+++ Recorded data

//! Read-only catalog data consumed at order time.

use rust_decimal::Decimal;
use serde::{Deserialize, Serialize};
use std::collections::BTreeMap;

/// Price-relevant view of one catalog product.
///
/// Owned by the catalog; the pickup engine reads it once per order line and
/// copies what it needs into the order.
#[derive(Debug, Clone, PartialEq, Serialize, Deserialize)]
pub struct ProductSnapshot {
	/// Catalog identifier.
	pub id: String,
	/// Display name.
	pub name: String,
	/// Price of one unit before modifiers.
	pub base_price: Decimal,
	/// Size name to price delta.
	#[serde(default)]
	pub sizes: BTreeMap<String, Decimal>,
	/// Add-on name to price.
	#[serde(default)]
	pub add_ons: BTreeMap<String, Decimal>,
	/// Whether the product can currently be ordered.
	#[serde(default = "default_available")]
	pub available: bool,
}

fn default_available() -> bool {
	true
}
//! Order endpoints.
//!
//! Thin adapters between the HTTP surface and the lifecycle manager. Race
//! outcomes (already used, expired) are ordinary conflicts, rendered as 409
//! with the order's current status and a reason the client can show as a
//! business message.

use pickup_core::{LifecycleError, PickupEngine};
use pickup_types::{
	mask_token, APIError, CancelOrderResponse, ConflictReason, CreateOrderRequest,
	CreateOrderResponse, Order, OrderStatus, VerifyOrderRequest, VerifyOrderResponse,
};
use tracing::{info, warn};

/// Handles POST /orders.
pub async fn create_order(
	request: CreateOrderRequest,
	engine: &PickupEngine,
) -> Result<CreateOrderResponse, APIError> {
	let order = engine
		.orders()
		.create_order(&request.account_id, &request.lines)
		.await
		.map_err(to_api_error)?;
	Ok(CreateOrderResponse::from(&order))
}

/// Handles POST /orders/verify.
pub async fn verify_order(
	request: VerifyOrderRequest,
	engine: &PickupEngine,
) -> Result<VerifyOrderResponse, APIError> {
	if request.qr_token.trim().is_empty() {
		return Err(APIError::BadRequest {
			error_type: "VALIDATION_ERROR".to_string(),
			message: "qrToken cannot be empty".to_string(),
			details: None,
		});
	}

	let order = engine
		.orders()
		.verify_token(&request.qr_token)
		.await
		.map_err(|e| {
			info!(token = %mask_token(&request.qr_token), outcome = %e, "Pickup rejected");
			to_api_error(e)
		})?;
	Ok(VerifyOrderResponse::from(&order))
}

/// Handles PATCH /orders/{id}/cancel.
pub async fn cancel_order(
	order_id: &str,
	engine: &PickupEngine,
) -> Result<CancelOrderResponse, APIError> {
	let order = engine
		.orders()
		.cancel_order(order_id)
		.await
		.map_err(to_api_error)?;
	Ok(CancelOrderResponse {
		order_id: order.id,
		status: order.status,
	})
}

/// Handles GET /orders/{id}.
pub async fn get_order(order_id: &str, engine: &PickupEngine) -> Result<Order, APIError> {
	engine
		.orders()
		.get_order(order_id)
		.await
		.map_err(to_api_error)
}

/// Maps a lifecycle error to its HTTP representation.
pub fn to_api_error(error: LifecycleError) -> APIError {
	match error {
		LifecycleError::Validation(message) => APIError::BadRequest {
			error_type: "VALIDATION_ERROR".to_string(),
			message,
			details: None,
		},
		LifecycleError::NotFound { entity, id } => APIError::NotFound {
			error_type: format!("{}_NOT_FOUND", entity.to_uppercase()),
			message: format!("{} not found: {}", entity, id),
		},
		LifecycleError::AccountBlocked => APIError::Forbidden {
			error_type: "ACCOUNT_BLOCKED".to_string(),
			message: "Account is blocked after repeated missed pickups".to_string(),
		},
		LifecycleError::Expired => APIError::Conflict {
			error_type: "ORDER_EXPIRED".to_string(),
			message: "The pickup window has closed".to_string(),
			status: OrderStatus::NoShow,
			reason: ConflictReason::Expired,
		},
		LifecycleError::AlreadyResolved { status } => APIError::Conflict {
			error_type: "ORDER_ALREADY_RESOLVED".to_string(),
			message: format!("This code was already used; order is {}", status),
			status,
			reason: ConflictReason::AlreadyResolved,
		},
		LifecycleError::NotPending { status } => APIError::Conflict {
			error_type: "ORDER_NOT_PENDING".to_string(),
			message: format!("Order is {} and can no longer be changed", status),
			status,
			reason: ConflictReason::NotPending,
		},
		e @ (LifecycleError::Storage(_) | LifecycleError::Internal(_)) => {
			warn!(error = %e, "Order request failed");
			APIError::InternalServerError {
				error_type: "INTERNAL_ERROR".to_string(),
				message: "An internal error occurred".to_string(),
			}
		},
	}
}

#[cfg(test)]
mod tests {
	use super::*;

	#[test]
	fn test_conflicts_carry_status_and_reason() {
		match to_api_error(LifecycleError::Expired) {
			APIError::Conflict { status, reason, .. } => {
				assert_eq!(status, OrderStatus::NoShow);
				assert_eq!(reason, ConflictReason::Expired);
			},
			other => panic!("unexpected error {:?}", other),
		}

		let err = to_api_error(LifecycleError::AlreadyResolved {
			status: OrderStatus::Completed,
		});
		assert_eq!(err.status_code(), 409);
		let body = err.to_error_response();
		assert_eq!(body.error, "ORDER_ALREADY_RESOLVED");
		assert_eq!(body.reason, Some(ConflictReason::AlreadyResolved));
	}

	#[test]
	fn test_status_codes() {
		assert_eq!(
			to_api_error(LifecycleError::Validation("bad".into())).status_code(),
			400
		);
		assert_eq!(to_api_error(LifecycleError::AccountBlocked).status_code(), 403);
		let not_found = to_api_error(LifecycleError::NotFound {
			entity: "Token",
			id: "ab..".into(),
		});
		assert_eq!(not_found.status_code(), 404);
		assert_eq!(not_found.to_error_response().error, "TOKEN_NOT_FOUND");
		assert_eq!(
			to_api_error(LifecycleError::Storage("disk full".into())).status_code(),
			500
		);
	}

	#[test]
	fn test_internal_details_not_exposed() {
		let body = to_api_error(LifecycleError::Internal("lock poisoned".into())).to_error_response();
		assert!(!body.message.contains("lock poisoned"));
	}
}
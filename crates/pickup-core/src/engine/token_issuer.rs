//! Pickup token issuance.
//!
//! Tokens are opaque: 128 random bits, hex encoded, with nothing derived
//! from the order. Uniqueness is enforced by storage at insertion; the
//! issuer only makes collisions vanishingly unlikely.

use rand::RngCore;
use std::fmt;
use std::sync::Arc;

/// Number of random bytes in a token.
pub const TOKEN_BYTES: usize = 16;

type TokenSource = Arc<dyn Fn() -> String + Send + Sync>;

/// Issues single-use pickup tokens.
#[derive(Clone, Default)]
pub struct TokenIssuer {
	source: Option<TokenSource>,
}

impl TokenIssuer {
	/// Creates an issuer backed by the thread-local CSPRNG.
	pub fn new() -> Self {
		Self::default()
	}

	/// Creates an issuer that takes tokens from `source` instead of the RNG.
	pub fn with_source<F>(source: F) -> Self
	where
		F: Fn() -> String + Send + Sync + 'static,
	{
		Self {
			source: Some(Arc::new(source)),
		}
	}

	/// Issues a new token.
	pub fn issue(&self) -> String {
		match &self.source {
			Some(source) => source(),
			None => {
				let mut bytes = [0u8; TOKEN_BYTES];
				rand::rng().fill_bytes(&mut bytes);
				hex::encode(bytes)
			},
		}
	}
}

impl fmt::Debug for TokenIssuer {
	fn fmt(&self, f: &mut fmt::Formatter<'_>) -> fmt::Result {
		f.debug_struct("TokenIssuer")
			.field("custom_source", &self.source.is_some())
			.finish()
	}
}
//! Configuration module for the pickup order service.
//!
//! This module provides structures and utilities for managing service
//! configuration. It supports loading configuration from TOML files and
//! validates every section before the engine is built.
//!
//! ## Modular Configuration Support
//!
//! Configurations can be split into multiple files for better organization:
//! - Use `include = ["catalog.toml", "storage.toml"]` to include other config files
//! - Each top-level section must be unique across all files (no duplicates allowed)

mod loader;

#[cfg(feature = "testing")]
pub mod builders;

#[cfg(feature = "testing")]
pub use builders::config::ConfigBuilder;

use regex::Regex;
use serde::{Deserialize, Serialize};
use std::collections::HashMap;
use std::path::Path;
use std::str::FromStr;
use std::time::Duration;
use thiserror::Error;

/// Errors that can occur during configuration operations.
#[derive(Debug, Error)]
pub enum ConfigError {
	/// Error that occurs during file I/O operations.
	#[error("IO error: {0}")]
	Io(#[from] std::io::Error),
	/// Error that occurs when parsing TOML configuration.
	#[error("Configuration error: {0}")]
	Parse(String),
	/// Error that occurs when configuration validation fails.
	#[error("Validation error: {0}")]
	Validation(String),
}

impl From<toml::de::Error> for ConfigError {
	fn from(err: toml::de::Error) -> Self {
		// Extract just the message without the huge input dump
		let message = err.message().to_string();
		ConfigError::Parse(message)
	}
}

/// Main configuration structure for the pickup service.
#[derive(Debug, Clone, Deserialize, Serialize)]
pub struct Config {
	/// Identity of this service instance.
	pub service: ServiceConfig,
	/// Order placement rules.
	#[serde(default)]
	pub orders: OrdersConfig,
	/// Strike and loyalty rules.
	#[serde(default)]
	pub penalty: PenaltyConfig,
	/// Background expiry sweep.
	#[serde(default)]
	pub reaper: ReaperConfig,
	/// Configuration for the storage backend.
	pub storage: StorageConfig,
	/// Configuration for the product catalog.
	pub catalog: CatalogConfig,
	/// Configuration for the HTTP API server.
	pub api: Option<ApiConfig>,
}

/// Configuration specific to the service instance.
#[derive(Debug, Clone, Deserialize, Serialize)]
pub struct ServiceConfig {
	/// Unique identifier for this service instance.
	pub id: String,
}

/// Order placement rules.
#[derive(Debug, Clone, Deserialize, Serialize)]
pub struct OrdersConfig {
	/// Minutes a pending order stays redeemable.
	#[serde(default = "default_ttl_minutes")]
	pub ttl_minutes: u64,
	/// Largest quantity accepted on a single line.
	#[serde(default = "default_max_quantity")]
	pub max_quantity: u32,
	/// Largest number of lines accepted on a single order.
	#[serde(default = "default_max_lines")]
	pub max_lines: usize,
}

impl OrdersConfig {
	/// Returns the pickup window as a chrono duration.
	pub fn ttl(&self) -> chrono::Duration {
		chrono::Duration::minutes(self.ttl_minutes as i64)
	}
}

impl Default for OrdersConfig {
	fn default() -> Self {
		Self {
			ttl_minutes: default_ttl_minutes(),
			max_quantity: default_max_quantity(),
			max_lines: default_max_lines(),
		}
	}
}

fn default_ttl_minutes() -> u64 {
	30
}

fn default_max_quantity() -> u32 {
	20
}

fn default_max_lines() -> usize {
	50
}

/// Strike and loyalty rules.
#[derive(Debug, Clone, Deserialize, Serialize)]
pub struct PenaltyConfig {
	/// Strike count at which an account is blocked.
	#[serde(default = "default_strike_threshold")]
	pub strike_threshold: u32,
	/// Loyalty points granted per whole currency unit of a completed order.
	#[serde(default = "default_points_per_unit")]
	pub points_per_unit: u64,
}

impl Default for PenaltyConfig {
	fn default() -> Self {
		Self {
			strike_threshold: default_strike_threshold(),
			points_per_unit: default_points_per_unit(),
		}
	}
}

fn default_strike_threshold() -> u32 {
	3
}

fn default_points_per_unit() -> u64 {
	1
}

/// Background expiry sweep configuration.
#[derive(Debug, Clone, Deserialize, Serialize)]
pub struct ReaperConfig {
	/// Whether the periodic sweep runs at all.
	#[serde(default = "default_reaper_enabled")]
	pub enabled: bool,
	/// Seconds between sweeps.
	#[serde(default = "default_reaper_interval")]
	pub interval_seconds: u64,
	/// Number of expired orders fetched per storage page.
	#[serde(default = "default_reaper_batch_size")]
	pub batch_size: usize,
}

impl ReaperConfig {
	/// Returns the sweep interval as a std duration.
	pub fn interval(&self) -> Duration {
		Duration::from_secs(self.interval_seconds)
	}
}

impl Default for ReaperConfig {
	fn default() -> Self {
		Self {
			enabled: default_reaper_enabled(),
			interval_seconds: default_reaper_interval(),
			batch_size: default_reaper_batch_size(),
		}
	}
}

fn default_reaper_enabled() -> bool {
	true
}

fn default_reaper_interval() -> u64 {
	60
}

fn default_reaper_batch_size() -> usize {
	100
}

/// Configuration for the storage backend.
#[derive(Debug, Clone, Deserialize, Serialize)]
pub struct StorageConfig {
	/// Which implementation to use as primary.
	pub primary: String,
	/// Map of storage implementation names to their configurations.
	pub implementations: HashMap<String, toml::Value>,
}

/// Configuration for the product catalog.
#[derive(Debug, Clone, Deserialize, Serialize)]
pub struct CatalogConfig {
	/// Which implementation to use as primary.
	pub primary: String,
	/// Map of catalog implementation names to their configurations.
	pub implementations: HashMap<String, toml::Value>,
}

/// Configuration for the HTTP API server.
#[derive(Debug, Clone, Deserialize, Serialize)]
pub struct ApiConfig {
	/// Whether the API server is enabled.
	#[serde(default)]
	pub enabled: bool,
	/// Host address to bind the server to.
	#[serde(default = "default_api_host")]
	pub host: String,
	/// Port to bind the server to.
	#[serde(default = "default_api_port")]
	pub port: u16,
	/// Request timeout in seconds.
	#[serde(default = "default_api_timeout")]
	pub timeout_seconds: u64,
	/// Maximum request size in bytes.
	#[serde(default = "default_max_request_size")]
	pub max_request_size: usize,
	/// CORS configuration.
	pub cors: Option<CorsConfig>,
}

/// CORS configuration.
#[derive(Debug, Clone, Deserialize, Serialize)]
pub struct CorsConfig {
	/// Allowed origins for CORS.
	pub allowed_origins: Vec<String>,
}

fn default_api_host() -> String {
	"127.0.0.1".to_string()
}

fn default_api_port() -> u16 {
	3000
}

fn default_api_timeout() -> u64 {
	30
}

fn default_max_request_size() -> usize {
	1024 * 1024 // 1MB
}

/// Resolves environment variables in a string.
///
/// Replaces ${VAR_NAME} with the value of the environment variable VAR_NAME.
/// Supports default values with ${VAR_NAME:-default_value}.
///
/// Input strings are limited to 1MB to prevent ReDoS attacks.
pub(crate) fn resolve_env_vars(input: &str) -> Result<String, ConfigError> {
	const MAX_INPUT_SIZE: usize = 1024 * 1024;
	if input.len() > MAX_INPUT_SIZE {
		return Err(ConfigError::Validation(format!(
			"Configuration file too large: {} bytes (max: {} bytes)",
			input.len(),
			MAX_INPUT_SIZE
		)));
	}

	let re = Regex::new(r"\$\{([A-Z_][A-Z0-9_]{0,127})(?::-([^}]{0,256}))?\}")
		.map_err(|e| ConfigError::Parse(format!("Regex error: {}", e)))?;

	let mut result = String::with_capacity(input.len());
	let mut last_end = 0;

	for cap in re.captures_iter(input) {
		let (Some(full_match), Some(var_name)) = (cap.get(0), cap.get(1)) else {
			continue;
		};
		let default_value = cap.get(2).map(|m| m.as_str());

		let value = match std::env::var(var_name.as_str()) {
			Ok(v) => v,
			Err(_) => match default_value {
				Some(default) => default.to_string(),
				None => {
					return Err(ConfigError::Validation(format!(
						"Environment variable '{}' not found",
						var_name.as_str()
					)));
				},
			},
		};

		result.push_str(&input[last_end..full_match.start()]);
		result.push_str(&value);
		last_end = full_match.end();
	}
	result.push_str(&input[last_end..]);

	Ok(result)
}

impl Config {
	/// Loads configuration from a file with async environment variable resolution.
	///
	/// Supports `include = ["file1.toml", "file2.toml"]`; each top-level
	/// section must be unique across all configuration files.
	pub async fn from_file(path: &str) -> Result<Self, ConfigError> {
		let path_buf = Path::new(path);
		let base_dir = path_buf.parent().unwrap_or_else(|| Path::new("."));

		let mut loader = loader::ConfigLoader::new(base_dir);
		let file_name = path_buf
			.file_name()
			.ok_or_else(|| ConfigError::Validation(format!("Invalid path: {}", path)))?;
		loader.load_config(file_name).await
	}

	/// Validates the configuration to ensure all required fields are properly set.
	fn validate(&self) -> Result<(), ConfigError> {
		if self.service.id.trim().is_empty() {
			return Err(ConfigError::Validation("Service ID cannot be empty".into()));
		}

		// Orders
		if self.orders.ttl_minutes == 0 || self.orders.ttl_minutes > 1440 {
			return Err(ConfigError::Validation(
				"orders.ttl_minutes must be between 1 and 1440".into(),
			));
		}
		if self.orders.max_quantity == 0 || self.orders.max_quantity > 1000 {
			return Err(ConfigError::Validation(
				"orders.max_quantity must be between 1 and 1000".into(),
			));
		}
		if self.orders.max_lines == 0 {
			return Err(ConfigError::Validation(
				"orders.max_lines must be at least 1".into(),
			));
		}

		// Penalty
		if self.penalty.strike_threshold == 0 {
			return Err(ConfigError::Validation(
				"penalty.strike_threshold must be at least 1".into(),
			));
		}

		// Reaper
		if self.reaper.interval_seconds == 0 || self.reaper.interval_seconds > 86400 {
			return Err(ConfigError::Validation(
				"reaper.interval_seconds must be between 1 and 86400".into(),
			));
		}
		if self.reaper.batch_size == 0 {
			return Err(ConfigError::Validation(
				"reaper.batch_size must be at least 1".into(),
			));
		}

		// Storage
		if self.storage.implementations.is_empty() {
			return Err(ConfigError::Validation(
				"At least one storage implementation must be configured".into(),
			));
		}
		if !self
			.storage
			.implementations
			.contains_key(&self.storage.primary)
		{
			return Err(ConfigError::Validation(format!(
				"Primary storage '{}' not found in implementations",
				self.storage.primary
			)));
		}

		// Catalog
		if self.catalog.implementations.is_empty() {
			return Err(ConfigError::Validation(
				"At least one catalog implementation must be configured".into(),
			));
		}
		if !self
			.catalog
			.implementations
			.contains_key(&self.catalog.primary)
		{
			return Err(ConfigError::Validation(format!(
				"Primary catalog '{}' not found in implementations",
				self.catalog.primary
			)));
		}

		// API
		if let Some(ref api) = self.api {
			if api.enabled && api.port == 0 {
				return Err(ConfigError::Validation("api.port cannot be 0".into()));
			}
			if api.timeout_seconds == 0 {
				return Err(ConfigError::Validation(
					"api.timeout_seconds must be greater than 0".into(),
				));
			}
		}

		Ok(())
	}
}

/// Implementation of FromStr trait for Config to enable parsing from string.
///
/// Environment variables are resolved and the configuration is validated
/// after parsing.
impl FromStr for Config {
	type Err = ConfigError;

	fn from_str(s: &str) -> Result<Self, Self::Err> {
		let resolved = resolve_env_vars(s)?;
		let config: Config = toml::from_str(&resolved)?;
		config.validate()?;
		Ok(config)
	}
}
//! Configuration loader for modular configuration files.
//!
//! A main file may pull in other files with `include`; every top-level section
//! must come from exactly one file so that merging is never ambiguous.

use crate::{resolve_env_vars, Config, ConfigError};
use std::collections::{HashMap, HashSet};
use std::path::{Path, PathBuf};

/// Configuration loader that handles multi-file configurations with includes.
pub struct ConfigLoader {
	/// Base path for resolving relative includes
	base_path: PathBuf,
	/// Track loaded files to prevent circular includes
	loaded_files: HashSet<PathBuf>,
	/// Track which sections come from which files for error reporting
	section_sources: HashMap<String, PathBuf>,
}

impl ConfigLoader {
	/// Creates a new ConfigLoader with the given base path.
	pub fn new(base_path: impl AsRef<Path>) -> Self {
		Self {
			base_path: base_path.as_ref().to_path_buf(),
			loaded_files: HashSet::new(),
			section_sources: HashMap::new(),
		}
	}

	/// Loads a configuration file and all its includes.
	pub async fn load_config(
		&mut self,
		config_path: impl AsRef<Path>,
	) -> Result<Config, ConfigError> {
		let config_path = self.resolve_path(config_path)?;

		let main_content = self.load_file(&config_path).await?;
		let mut combined: toml::Table = toml::from_str(&main_content)?;

		let includes = Self::extract_includes(&mut combined)?;
		if includes.is_empty() {
			return main_content.parse();
		}

		for key in combined.keys() {
			self.section_sources.insert(key.clone(), config_path.clone());
		}

		for include_path in includes {
			let resolved_path = self.resolve_path(&include_path)?;
			let include_content = self.load_file(&resolved_path).await?;
			let include_table: toml::Table = toml::from_str(&include_content)?;

			for (key, value) in include_table {
				self.claim_section(&key, &resolved_path)?;
				combined.insert(key, value);
			}
		}

		let config_str = toml::to_string(&combined).map_err(|e| {
			ConfigError::Parse(format!("Failed to serialize combined config: {}", e))
		})?;
		config_str.parse()
	}

	/// Records that `section` comes from `source`, rejecting duplicates.
	fn claim_section(&mut self, section: &str, source: &Path) -> Result<(), ConfigError> {
		if let Some(existing_source) = self.section_sources.get(section) {
			return Err(ConfigError::Validation(format!(
				"Duplicate section '{}' found in {} and {}. \
				Each top-level section must be unique across all configuration files.",
				section,
				existing_source.display(),
				source.display()
			)));
		}
		self.section_sources
			.insert(section.to_string(), source.to_path_buf());
		Ok(())
	}

	/// Reads a file, guarding against circular includes, and resolves
	/// environment variables in its content.
	async fn load_file(&mut self, path: &Path) -> Result<String, ConfigError> {
		let canonical_path = tokio::fs::canonicalize(path).await.map_err(|e| {
			ConfigError::Io(std::io::Error::new(
				std::io::ErrorKind::NotFound,
				format!("Cannot resolve path {}: {}", path.display(), e),
			))
		})?;

		if !self.loaded_files.insert(canonical_path.clone()) {
			return Err(ConfigError::Validation(format!(
				"Circular include detected: {} was already loaded",
				canonical_path.display()
			)));
		}

		let content = tokio::fs::read_to_string(path).await?;
		resolve_env_vars(&content)
	}

	/// Removes and returns the `include` directive, which may be a single
	/// path or an array of paths.
	fn extract_includes(table: &mut toml::Table) -> Result<Vec<PathBuf>, ConfigError> {
		match table.remove("include") {
			None => Ok(Vec::new()),
			Some(toml::Value::String(path)) => Ok(vec![PathBuf::from(path)]),
			Some(toml::Value::Array(items)) => items
				.into_iter()
				.map(|item| match item {
					toml::Value::String(path) => Ok(PathBuf::from(path)),
					_ => Err(ConfigError::Validation(
						"Include array must contain only strings".into(),
					)),
				})
				.collect(),
			Some(_) => Err(ConfigError::Validation(
				"Include must be a string or array of strings".into(),
			)),
		}
	}

	/// Resolves a path relative to the base path.
	fn resolve_path(&self, path: impl AsRef<Path>) -> Result<PathBuf, ConfigError> {
		let path = path.as_ref();

		let resolved = if path.is_absolute() {
			path.to_path_buf()
		} else {
			self.base_path.join(path)
		};

		if !resolved.exists() {
			return Err(ConfigError::Io(std::io::Error::new(
				std::io::ErrorKind::NotFound,
				format!("Configuration file not found: {}", resolved.display()),
			)));
		}

		Ok(resolved)
	}
}
//! Catalog module for the pickup order system.
//!
//! The product catalog is owned by an external component; this crate only
//! exposes the read-only lookup the order engine needs, plus the pure
//! pricing rules applied to a product snapshot. Catalog sources follow the
//! same trait-based pattern as other pickup components and are selected by
//! name from configuration.

use async_trait::async_trait;
use pickup_types::{ConfigSchema, ImplementationRegistry, ProductSnapshot};
use std::collections::HashMap;
use std::sync::Arc;
use thiserror::Error;

pub mod pricing;

pub use pricing::{PricedLine, PricingEngine, PricingError};

/// Re-export implementations
pub mod implementations {
	pub mod static_catalog;
}

/// Errors that can occur during catalog operations.
#[derive(Debug, Error)]
pub enum CatalogError {
	/// Error that occurs when a product id is not in the catalog.
	#[error("Product not found: {0}")]
	ProductNotFound(String),
	/// Error that occurs when the catalog source cannot be reached.
	#[error("Catalog unavailable: {0}")]
	Unavailable(String),
	/// Internal error that occurs during catalog operations.
	#[error("Internal error: {0}")]
	Internal(String),
	/// Error that occurs when configuration is invalid.
	#[error("Configuration error: {0}")]
	Configuration(String),
}

/// Trait defining the interface for catalog sources.
///
/// Implementations return a snapshot of a product's price-relevant data as
/// it stands at the time of the call. Callers copy what they need; later
/// catalog changes never reach an existing order.
#[async_trait]
pub trait CatalogInterface: Send + Sync {
	/// Returns the configuration schema for this catalog implementation.
	fn config_schema(&self) -> Box<dyn ConfigSchema>;

	/// Looks up a single product.
	async fn get_product(&self, product_id: &str) -> Result<ProductSnapshot, CatalogError>;
}

/// Type alias for catalog factory functions.
pub type CatalogFactory = fn(&toml::Value) -> Result<Box<dyn CatalogInterface>, CatalogError>;

/// Registry trait for catalog implementations.
pub trait CatalogRegistry: ImplementationRegistry<Factory = CatalogFactory> {}

/// Get all registered catalog implementations.
///
/// Returns a vector of (name, factory) tuples for all available catalog implementations.
pub fn get_all_implementations() -> Vec<(&'static str, CatalogFactory)> {
	use implementations::static_catalog;

	vec![(
		static_catalog::Registry::NAME,
		static_catalog::Registry::factory(),
	)]
}

/// Service that manages catalog sources.
///
/// Lookups go to the primary implementation named in configuration.
pub struct CatalogService {
	/// Map of implementation names to their interfaces.
	implementations: HashMap<String, Arc<dyn CatalogInterface>>,
	/// The primary implementation used for lookups.
	primary_implementation: String,
}

impl CatalogService {
	/// Creates a new CatalogService with the given implementations.
	///
	/// Fails if `primary_implementation` is not among `implementations`.
	pub fn new(
		implementations: HashMap<String, Arc<dyn CatalogInterface>>,
		primary_implementation: String,
	) -> Result<Self, CatalogError> {
		if !implementations.contains_key(&primary_implementation) {
			return Err(CatalogError::Configuration(format!(
				"Primary implementation '{}' not found in available implementations",
				primary_implementation
			)));
		}

		Ok(Self {
			implementations,
			primary_implementation,
		})
	}

	/// Looks up a product using the primary implementation.
	pub async fn get_product(&self, product_id: &str) -> Result<ProductSnapshot, CatalogError> {
		let implementation = self
			.implementations
			.get(&self.primary_implementation)
			.ok_or_else(|| {
				CatalogError::Internal(format!(
					"Primary implementation '{}' not available",
					self.primary_implementation
				))
			})?;

		implementation.get_product(product_id).await
	}
}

++++++

[Exercise goal] In the listing above, locate the line containing "size in bytes." and the line containing "let value = match". Extract those two lines and every line between them, exactly as written, and only those.

[Problem solution]
	/// Maximum request size in bytes.
	#[serde(default = "default_max_request_size")]
	pub max_request_size: usize,
	/// CORS configuration.
	pub cors: Option<CorsConfig>,
}

/// CORS configuration.
#[derive(Debug, Clone, Deserialize, Serialize)]
pub struct CorsConfig {
	/// Allowed origins for CORS.
	pub allowed_origins: Vec<String>,
}

fn default_api_host() -> String {
	"127.0.0.1".to_string()
}

fn default_api_port() -> u16 {
	3000
}

fn default_api_timeout() -> u64 {
	30
}

fn default_max_request_size() -> usize {
	1024 * 1024 // 1MB
}

/// Resolves environment variables in a string.
///
/// Replaces ${VAR_NAME} with the value of the environment variable VAR_NAME.
/// Supports default values with ${VAR_NAME:-default_value}.
///
/// Input strings are limited to 1MB to prevent ReDoS attacks.
pub(crate) fn resolve_env_vars(input: &str) -> Result<String, ConfigError> {
	const MAX_INPUT_SIZE: usize = 1024 * 1024;
	if input.len() > MAX_INPUT_SIZE {
		return Err(ConfigError::Validation(format!(
			"Configuration file too large: {} bytes (max: {} bytes)",
			input.len(),
			MAX_INPUT_SIZE
		)));
	}

	let re = Regex::new(r"\$\{([A-Z_][A-Z0-9_]{0,127})(?::-([^}]{0,256}))?\}")
		.map_err(|e| ConfigError::Parse(format!("Regex error: {}", e)))?;

	let mut result = String::with_capacity(input.len());
	let mut last_end = 0;

	for cap in re.captures_iter(input) {
		let (Some(full_match), Some(var_name)) = (cap.get(0), cap.get(1)) else {
			continue;
		};
		let default_value = cap.get(2).map(|m| m.as_str());

		let value = match std::env::var(var_name.as_str()) {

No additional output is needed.